The lines needed are those from the start of the records through the line holding "pub async fn put(&self, record: &UserRecord)", each copied exactly.

......

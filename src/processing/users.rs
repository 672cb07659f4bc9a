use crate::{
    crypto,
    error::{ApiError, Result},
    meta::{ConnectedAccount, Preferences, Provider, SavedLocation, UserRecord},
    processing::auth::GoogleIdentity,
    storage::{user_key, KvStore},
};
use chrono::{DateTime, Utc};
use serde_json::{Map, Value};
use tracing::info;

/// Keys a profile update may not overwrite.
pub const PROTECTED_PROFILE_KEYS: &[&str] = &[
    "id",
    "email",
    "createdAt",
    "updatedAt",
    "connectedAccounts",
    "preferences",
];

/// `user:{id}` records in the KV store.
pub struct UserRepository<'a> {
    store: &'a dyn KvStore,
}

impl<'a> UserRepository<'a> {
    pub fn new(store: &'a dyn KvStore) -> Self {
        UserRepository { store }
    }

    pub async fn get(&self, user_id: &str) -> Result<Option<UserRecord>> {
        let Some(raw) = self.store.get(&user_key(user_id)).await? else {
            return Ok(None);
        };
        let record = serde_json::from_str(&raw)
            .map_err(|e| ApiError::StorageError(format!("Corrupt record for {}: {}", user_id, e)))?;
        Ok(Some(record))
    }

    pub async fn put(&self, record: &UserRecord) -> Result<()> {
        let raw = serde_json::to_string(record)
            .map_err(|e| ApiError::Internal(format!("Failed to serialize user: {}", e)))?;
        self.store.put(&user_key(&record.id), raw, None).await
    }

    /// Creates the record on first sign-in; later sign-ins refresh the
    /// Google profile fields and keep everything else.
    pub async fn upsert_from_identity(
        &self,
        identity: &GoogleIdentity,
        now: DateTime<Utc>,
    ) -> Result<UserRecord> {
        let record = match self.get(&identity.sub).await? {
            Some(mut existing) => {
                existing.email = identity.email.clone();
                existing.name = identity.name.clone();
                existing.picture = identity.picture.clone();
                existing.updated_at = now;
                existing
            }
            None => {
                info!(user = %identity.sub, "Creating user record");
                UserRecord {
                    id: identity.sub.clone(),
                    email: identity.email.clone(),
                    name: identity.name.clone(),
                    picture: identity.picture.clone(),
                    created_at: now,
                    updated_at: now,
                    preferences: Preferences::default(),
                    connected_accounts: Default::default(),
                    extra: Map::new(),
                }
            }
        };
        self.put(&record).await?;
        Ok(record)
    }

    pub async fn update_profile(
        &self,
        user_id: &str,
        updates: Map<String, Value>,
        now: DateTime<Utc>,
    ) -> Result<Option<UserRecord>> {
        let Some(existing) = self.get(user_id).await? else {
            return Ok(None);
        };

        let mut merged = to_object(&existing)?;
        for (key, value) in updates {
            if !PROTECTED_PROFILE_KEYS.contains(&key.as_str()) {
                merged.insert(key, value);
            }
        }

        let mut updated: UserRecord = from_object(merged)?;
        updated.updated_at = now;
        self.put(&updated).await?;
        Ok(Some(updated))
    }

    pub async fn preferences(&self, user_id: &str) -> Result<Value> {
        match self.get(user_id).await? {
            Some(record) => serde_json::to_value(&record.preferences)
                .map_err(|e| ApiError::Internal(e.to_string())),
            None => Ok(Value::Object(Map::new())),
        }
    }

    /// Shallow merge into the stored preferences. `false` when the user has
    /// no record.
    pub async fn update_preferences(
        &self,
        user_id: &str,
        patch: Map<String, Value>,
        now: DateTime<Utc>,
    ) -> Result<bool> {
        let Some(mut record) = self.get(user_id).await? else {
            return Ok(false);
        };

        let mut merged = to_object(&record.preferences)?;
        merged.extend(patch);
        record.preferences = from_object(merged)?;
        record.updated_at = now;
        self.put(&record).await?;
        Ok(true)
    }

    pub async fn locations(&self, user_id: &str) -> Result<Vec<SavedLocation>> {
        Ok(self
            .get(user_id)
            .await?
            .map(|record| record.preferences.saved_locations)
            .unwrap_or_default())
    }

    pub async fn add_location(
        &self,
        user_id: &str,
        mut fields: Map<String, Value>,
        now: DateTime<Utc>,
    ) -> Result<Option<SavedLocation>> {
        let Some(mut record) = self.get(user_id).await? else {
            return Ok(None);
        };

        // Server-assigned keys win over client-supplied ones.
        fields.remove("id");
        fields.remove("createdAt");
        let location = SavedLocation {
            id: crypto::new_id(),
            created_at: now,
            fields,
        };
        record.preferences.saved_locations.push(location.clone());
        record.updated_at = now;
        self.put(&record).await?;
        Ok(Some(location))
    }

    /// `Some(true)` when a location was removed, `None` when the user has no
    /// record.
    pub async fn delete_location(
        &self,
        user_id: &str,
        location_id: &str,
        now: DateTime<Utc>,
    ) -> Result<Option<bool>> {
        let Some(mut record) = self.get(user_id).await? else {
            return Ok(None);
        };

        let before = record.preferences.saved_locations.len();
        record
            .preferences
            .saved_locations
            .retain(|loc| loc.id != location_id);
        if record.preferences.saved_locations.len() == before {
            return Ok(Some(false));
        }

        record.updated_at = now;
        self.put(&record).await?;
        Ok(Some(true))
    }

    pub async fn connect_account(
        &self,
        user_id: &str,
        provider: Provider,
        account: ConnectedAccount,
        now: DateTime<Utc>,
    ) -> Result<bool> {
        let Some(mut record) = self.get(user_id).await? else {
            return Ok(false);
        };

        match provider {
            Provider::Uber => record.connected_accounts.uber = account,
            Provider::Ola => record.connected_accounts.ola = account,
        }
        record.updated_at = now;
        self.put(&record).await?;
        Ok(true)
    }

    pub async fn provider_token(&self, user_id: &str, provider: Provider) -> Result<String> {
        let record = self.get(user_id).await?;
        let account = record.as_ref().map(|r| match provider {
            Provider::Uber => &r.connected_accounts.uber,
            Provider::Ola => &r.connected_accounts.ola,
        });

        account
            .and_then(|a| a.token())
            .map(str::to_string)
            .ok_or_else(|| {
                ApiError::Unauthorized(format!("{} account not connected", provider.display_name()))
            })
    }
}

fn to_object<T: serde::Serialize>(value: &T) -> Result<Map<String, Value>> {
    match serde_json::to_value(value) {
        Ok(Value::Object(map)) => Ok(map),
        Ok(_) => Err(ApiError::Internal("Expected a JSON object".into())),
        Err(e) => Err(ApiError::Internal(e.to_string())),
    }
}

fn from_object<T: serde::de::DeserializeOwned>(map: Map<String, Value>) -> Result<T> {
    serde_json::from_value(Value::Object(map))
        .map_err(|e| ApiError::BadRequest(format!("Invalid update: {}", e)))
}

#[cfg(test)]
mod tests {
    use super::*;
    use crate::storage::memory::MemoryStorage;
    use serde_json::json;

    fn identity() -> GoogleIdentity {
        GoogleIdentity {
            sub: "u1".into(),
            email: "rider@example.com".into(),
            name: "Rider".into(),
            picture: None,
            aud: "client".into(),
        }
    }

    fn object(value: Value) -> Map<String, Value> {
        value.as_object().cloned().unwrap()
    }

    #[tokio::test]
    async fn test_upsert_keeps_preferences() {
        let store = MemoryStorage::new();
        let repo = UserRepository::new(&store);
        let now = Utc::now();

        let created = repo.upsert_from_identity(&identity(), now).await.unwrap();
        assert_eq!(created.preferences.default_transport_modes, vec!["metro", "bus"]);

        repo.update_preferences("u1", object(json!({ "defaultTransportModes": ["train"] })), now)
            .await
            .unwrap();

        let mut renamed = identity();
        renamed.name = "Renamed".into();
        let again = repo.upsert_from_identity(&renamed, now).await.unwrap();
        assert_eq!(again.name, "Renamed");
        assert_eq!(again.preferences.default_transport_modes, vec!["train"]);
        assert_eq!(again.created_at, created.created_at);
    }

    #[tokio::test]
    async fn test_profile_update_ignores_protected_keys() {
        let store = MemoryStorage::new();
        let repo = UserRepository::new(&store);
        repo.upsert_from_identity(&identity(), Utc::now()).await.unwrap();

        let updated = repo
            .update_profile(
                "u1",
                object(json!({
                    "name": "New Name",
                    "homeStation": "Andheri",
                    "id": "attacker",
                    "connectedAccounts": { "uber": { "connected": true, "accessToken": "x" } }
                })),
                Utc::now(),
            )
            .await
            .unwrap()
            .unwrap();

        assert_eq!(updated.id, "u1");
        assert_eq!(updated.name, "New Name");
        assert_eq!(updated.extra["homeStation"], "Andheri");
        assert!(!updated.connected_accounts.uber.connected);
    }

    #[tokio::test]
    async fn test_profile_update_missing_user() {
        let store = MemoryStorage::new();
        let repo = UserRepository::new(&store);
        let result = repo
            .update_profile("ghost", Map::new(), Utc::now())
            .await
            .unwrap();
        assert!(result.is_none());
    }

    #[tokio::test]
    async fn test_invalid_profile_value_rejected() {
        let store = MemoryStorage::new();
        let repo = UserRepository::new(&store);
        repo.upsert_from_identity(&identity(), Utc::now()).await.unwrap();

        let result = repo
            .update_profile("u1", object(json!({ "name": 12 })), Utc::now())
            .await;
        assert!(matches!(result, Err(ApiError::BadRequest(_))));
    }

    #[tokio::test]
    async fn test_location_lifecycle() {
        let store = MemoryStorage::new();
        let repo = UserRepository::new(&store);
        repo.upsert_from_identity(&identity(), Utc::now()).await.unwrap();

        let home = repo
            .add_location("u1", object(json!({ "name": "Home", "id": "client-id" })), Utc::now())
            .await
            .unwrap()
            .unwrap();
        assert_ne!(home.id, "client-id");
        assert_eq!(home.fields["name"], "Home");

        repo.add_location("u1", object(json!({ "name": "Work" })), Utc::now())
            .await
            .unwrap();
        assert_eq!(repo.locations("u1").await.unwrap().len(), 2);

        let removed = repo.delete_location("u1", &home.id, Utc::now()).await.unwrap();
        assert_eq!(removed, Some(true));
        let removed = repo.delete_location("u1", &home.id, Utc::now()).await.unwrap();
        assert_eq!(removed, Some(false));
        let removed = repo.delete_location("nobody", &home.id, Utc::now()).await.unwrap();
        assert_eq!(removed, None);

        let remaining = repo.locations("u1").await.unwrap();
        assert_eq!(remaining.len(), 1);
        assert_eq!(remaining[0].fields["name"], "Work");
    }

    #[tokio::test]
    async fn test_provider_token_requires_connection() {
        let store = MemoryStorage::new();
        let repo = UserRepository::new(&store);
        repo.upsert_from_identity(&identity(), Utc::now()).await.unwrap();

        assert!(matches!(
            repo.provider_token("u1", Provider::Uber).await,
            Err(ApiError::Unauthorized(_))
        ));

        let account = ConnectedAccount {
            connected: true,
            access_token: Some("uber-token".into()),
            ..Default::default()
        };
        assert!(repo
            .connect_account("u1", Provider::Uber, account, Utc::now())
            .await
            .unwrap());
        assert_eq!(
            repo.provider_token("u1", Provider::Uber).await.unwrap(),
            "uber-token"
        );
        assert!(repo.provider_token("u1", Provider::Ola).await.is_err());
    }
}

......

# [Exercise output]
filename src/processing/users.rs
repository 672cb07659f4bc9a
use crate::{
    crypto,
    error::{ApiError, Result},
    meta::{ConnectedAccount, Preferences, Provider, SavedLocation, UserRecord},
    processing::auth::GoogleIdentity,
    storage::{user_key, KvStore},
};
use chrono::{DateTime, Utc};
use serde_json::{Map, Value};
use tracing::info;

/// Keys a profile update may not overwrite.
pub const PROTECTED_PROFILE_KEYS: &[&str] = &[
    "id",
    "email",
    "createdAt",
    "updatedAt",
    "connectedAccounts",
    "preferences",
];

/// `user:{id}` records in the KV store.
pub struct UserRepository<'a> {
    store: &'a dyn KvStore,
}

impl<'a> UserRepository<'a> {
    pub fn new(store: &'a dyn KvStore) -> Self {
        UserRepository { store }
    }

    pub async fn get(&self, user_id: &str) -> Result<Option<UserRecord>> {
        let Some(raw) = self.store.get(&user_key(user_id)).await? else {
            return Ok(None);
        };
        let record = serde_json::from_str(&raw)
            .map_err(|e| ApiError::StorageError(format!("Corrupt record for {}: {}", user_id, e)))?;
        Ok(Some(record))
    }

    pub async fn put(&self, record: &UserRecord) -> Result<()> {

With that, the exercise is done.